ITV News spends 48 hours with ambulance service after paramedics face worst winter ever
Health Editor Emily Morgan witnessed first-hand the pressures ambulance staff are facing on a day-to-day basis
Every month NHS England publishes data on waiting lists, ambulances targets and delays as well as treatment referral times.
Recently it has made pretty grim reading, with record numbers of patients waiting in A&E for more than 12 hours and huge delays in ambulance response times.
It does though appear to be getting slightly less grim. Both response times and delays in A&E are better and the NHS claims this is down to sheer hard work and changes to working practices. I spent 48 hours with the South Central Ambulance Service and fully expected to be hanging around the door of A&E for hours on end, waiting for a bed to be free to admit a patient.
To my surprise, that isn’t what happened.
We clocked on at 6am and were off on a job immediately.
The first patient was an elderly man whose carer had found him with a bleeding mouth and uncommunicative. Kris and Tayla, the wonderful paramedics we were with, quickly assessed him and decided it was best for him to stay at home, so they called his doctor.
Within an hour we were on our way to another call, leaving the patient at home, knowing his GP would check on him later.
Derek was our next patient. He’d fallen at home and his wife couldn’t get him up. Kris told me frail people falling was one of their most common call outs.
It took us minutes to arrive at the house and the paramedics went in to assess him, a few minutes more and the door bell rang and in walked the community frailty team who’d been contacted by Derek’s GP.
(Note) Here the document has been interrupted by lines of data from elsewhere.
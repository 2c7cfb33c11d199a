//! The interception shim placed around watched calls.
//!
//! ```ignore
//! let target = describe!(double(x = 1_i64));
//! let y = watcher.call(&target, Invocation::new().arg(&x), || double(x));
//! ```
//!
//! When an argument is moved into the call, bind first with
//! [`Watcher::enter`] and run the call afterwards; binding snapshots the
//! arguments so the borrow ends before the move.

use std::any::{Any, TypeId};
use std::panic::{self, AssertUnwindSafe};

use crate::config::WatchConfig;
use crate::error::{CaptureError, SessionError};
use crate::replay::CapturedPanic;
use crate::snapshot::classify::Watched;
use crate::snapshot::model::InvocationRecord;
use crate::snapshot::recorder::{BoundArguments, CallResult, FunctionDescriptor, Invocation, Recorder};
use crate::snapshot::serializer::{is_tuple_type, SerializerRegistry};
use crate::snapshot::session::{Session, SharedSession};

/// Results that expand positionally into `ret_0..ret_n`.
pub trait TupleResults: Any {
    fn elements(&self) -> Vec<&dyn Watched>;
}

impl TupleResults for () {
    fn elements(&self) -> Vec<&dyn Watched> {
        Vec::new()
    }
}

macro_rules! tuple_results {
    ($($t:ident $idx:tt),+) => {
        impl<$($t: Any),+> TupleResults for ($($t,)+) {
            fn elements(&self) -> Vec<&dyn Watched> {
                vec![$(&self.$idx as &dyn Watched),+]
            }
        }
    };
}

tuple_results!(A 0);
tuple_results!(A 0, B 1);
tuple_results!(A 0, B 1, C 2);
tuple_results!(A 0, B 1, C 2, D 3);
tuple_results!(A 0, B 1, C 2, D 3, E 4);
tuple_results!(A 0, B 1, C 2, D 3, E 4, F 5);

pub struct Watcher {
    session: SharedSession,
    recorder: Recorder,
}

impl Watcher {
    pub fn new(session: SharedSession, recorder: Recorder) -> Self {
        Self { session, recorder }
    }

    /// Session in `config.initial_state` plus a recorder using `serializers`.
    pub fn from_config(
        config: &WatchConfig,
        serializers: SerializerRegistry,
    ) -> Result<Self, SessionError> {
        let session = Session::from_config(config)?.shared();
        let recorder = Recorder::new(serializers).with_call_stack(config.capture_call_stack);
        Ok(Self::new(session, recorder))
    }

    pub fn session(&self) -> &SharedSession {
        &self.session
    }

    pub fn recorder(&self) -> &Recorder {
        &self.recorder
    }

    /// Bind arguments for one call. Returns a passthrough handle when the
    /// session is not watching or the arguments cannot be captured.
    pub fn enter<'w>(
        &'w self,
        target: &'w FunctionDescriptor,
        invocation: Invocation<'_>,
    ) -> PendingCall<'w> {
        let bound = {
            let mut session = self.session.lock();
            if !session.is_watching() {
                None
            } else {
                if session.should_dump() {
                    // Keep the buffer on failure; the next call retries.
                    if let Err(err) = session.dump() {
                        tracing::error!(error = %err, "snapshot rotation failed");
                    }
                }
                match self.recorder.bind(target, &invocation) {
                    Ok(bound) => Some(bound),
                    Err(err) => {
                        tracing::warn!(
                            function = %target.name,
                            error = %err,
                            "skipping capture"
                        );
                        None
                    }
                }
            }
        };
        PendingCall {
            watcher: self,
            target,
            bound,
        }
    }

    /// Run a watched call whose result is recorded as `ret_0`.
    ///
    /// A unit result records no results at all. Tuple results are not
    /// recorded here; use [`call_tuple`](Self::call_tuple).
    pub fn call<R: Any>(
        &self,
        target: &FunctionDescriptor,
        invocation: Invocation<'_>,
        f: impl FnOnce() -> R,
    ) -> R {
        self.enter(target, invocation).run(f)
    }

    /// Run a watched call whose tuple result expands into positional results.
    pub fn call_tuple<R: TupleResults>(
        &self,
        target: &FunctionDescriptor,
        invocation: Invocation<'_>,
        f: impl FnOnce() -> R,
    ) -> R {
        self.enter(target, invocation).run_tuple(f)
    }

    fn finish(
        &self,
        target: &FunctionDescriptor,
        bound: BoundArguments,
        result: CallResult<'_>,
        note: &str,
    ) {
        let record = match self.recorder.capture(target, bound, result, note) {
            Ok(record) => record,
            Err(err) => {
                tracing::warn!(function = %target.name, error = %err, "skipping capture");
                return;
            }
        };
        self.store(record);
    }

    fn store(&self, record: InvocationRecord) {
        let function = record.function_name.clone();
        match self.session.lock().record(record) {
            Ok(run_id) => tracing::debug!(function = %function, run_id, "recorded"),
            // The session left WATCHING while the call ran.
            Err(err) => tracing::debug!(function = %function, error = %err, "record dropped"),
        }
    }
}

/// A call whose arguments are already bound.
pub struct PendingCall<'w> {
    watcher: &'w Watcher,
    target: &'w FunctionDescriptor,
    bound: Option<BoundArguments>,
}

impl PendingCall<'_> {
    pub fn is_recording(&self) -> bool {
        self.bound.is_some()
    }

    pub fn run<R: Any>(mut self, f: impl FnOnce() -> R) -> R {
        let type_name = std::any::type_name::<R>();
        if is_tuple_type(type_name) && self.bound.take().is_some() {
            let err = CaptureError::TupleResult {
                function: self.target.name.clone(),
                type_name: type_name.to_string(),
            };
            tracing::warn!(function = %self.target.name, error = %err, "skipping capture");
        }
        self.execute(f, |value| {
            if TypeId::of::<R>() == TypeId::of::<()>() {
                CallResult::Tuple(Vec::new())
            } else {
                CallResult::Single(value)
            }
        })
    }

    pub fn run_tuple<R: TupleResults>(self, f: impl FnOnce() -> R) -> R {
        self.execute(f, |value| CallResult::Tuple(value.elements()))
    }

    fn execute<R: Any>(
        self,
        f: impl FnOnce() -> R,
        as_result: impl for<'a> FnOnce(&'a R) -> CallResult<'a>,
    ) -> R {
        let Some(bound) = self.bound else {
            return f();
        };

        match panic::catch_unwind(AssertUnwindSafe(f)) {
            Ok(value) => {
                self.watcher
                    .finish(self.target, bound, as_result(&value), "");
                value
            }
            Err(payload) => {
                let captured = CapturedPanic::from_payload(payload.as_ref());
                let note = captured.to_string();
                self.watcher
                    .finish(self.target, bound, CallResult::Panicked(&captured), &note);
                panic::resume_unwind(payload)
            }
        }
    }
}

/// Build a [`FunctionDescriptor`] for the named function.
///
/// `file!()` and `module_path!()` are taken where the macro is invoked, so
/// invoke it in the module that defines the function.
///
/// ```ignore
/// describe!(scale(&table, factor = 1.0_f64));
/// describe!(Counter => absorb(&mut other));
/// ```
#[macro_export]
macro_rules! describe {
    (@params $d:expr;) => { $d };
    (@params $d:expr; &mut $p:ident $(, $($rest:tt)*)?) => {
        $crate::describe!(@params $d.param_mut(stringify!($p)); $($($rest)*)?)
    };
    (@params $d:expr; & $p:ident $(, $($rest:tt)*)?) => {
        $crate::describe!(@params $d.param_ref(stringify!($p)); $($($rest)*)?)
    };
    (@params $d:expr; $p:ident = $default:expr $(, $($rest:tt)*)?) => {
        $crate::describe!(@params $d.param_default(stringify!($p), $default); $($($rest)*)?)
    };
    (@params $d:expr; $p:ident $(, $($rest:tt)*)?) => {
        $crate::describe!(@params $d.param(stringify!($p)); $($($rest)*)?)
    };
    ($name:ident ( $($params:tt)* )) => {
        $crate::describe!(@params
            $crate::snapshot::recorder::FunctionDescriptor::new(
                stringify!($name),
                file!(),
                module_path!(),
            );
            $($params)*)
    };
    ($owner:ty => $name:ident ( $($params:tt)* )) => {
        $crate::describe!(@params
            $crate::snapshot::recorder::FunctionDescriptor::new(
                stringify!($name),
                file!(),
                module_path!(),
            )
            .method_of::<$owner>();
            $($params)*)
    };
}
Annabelle from the team knew Derek well, she briefed the paramedics, told them she was happy to take over and set about making Derek comfortable, assessing him herself. Kris and Tayla left.
The rest of their shift followed this same pattern; GPs were called, frailty teams put in place and social care packages hastily arranged. In ten hours, they took two patients to hospital.
For South Central this is the new norm. The service is working tirelessly with "local partners", to try find new ways of looking after and treating patients in order to avoid hospital.
The reason they do it is two fold, it’s better for the patients to stay at home where possible and it’s better for the hospital which is, by and large, full. They also operate a system called "Call before Convey".
It essentially means paramedics can call ahead to the hospital department most suited to the patient and book them straight onto a ward or send them directly for tests.
It cuts A&E out, freeing beds up for those who need emergency attention.
Kris and Tayla tell me it’s dramatically changed the way they work - gone are the days where they bundle patients into the ambulance and drive them to A&E.
They now make their own assessments, call relevant clinicians and in many cases don’t take their patients to A&E.
Did I see delays at Basingstoke and North Hampshire Hospital? Yes, of course I did.
By the afternoon A&E was full and staff were juggling beds to get more people in. Escalation areas were open all day, the waiting room was full and on occasions there were a number of ambulances waiting to admit patients.
Were staff busy, tired and stressed? Yes, I saw that too. But there weren’t trolleys in corridors, patients weren’t complaining and paramedics were only waiting for a short time.
I asked why this was the case, given the appalling winter they’re having.
I was told it’s a number of reasons; fewer patients are being brought to A&E, plans to speed up the discharge of patients from wards were working, extra areas to treat patients had been opened and for now, the flu and Covid season had peaked. This is not the story I had been expecting to tell when we were invited to spend time with the ambulance service but it is a story worth telling nonetheless.
The NHS is being forced to change and adapt to growing demand. We often hear of the failings, the delays, the queues and rarely of the successes.
There is quite obviously a long way to go but South Central Ambulance Service say this is a success. They are seeing an improvement in the service and they believe that will only get better with time.
A new modern day health service is now essential if we want to continue getting care free at the point of use.
It begs the question if the NHS is being forced to adapt, perhaps we too need to change the way we view the service and what we expect from it.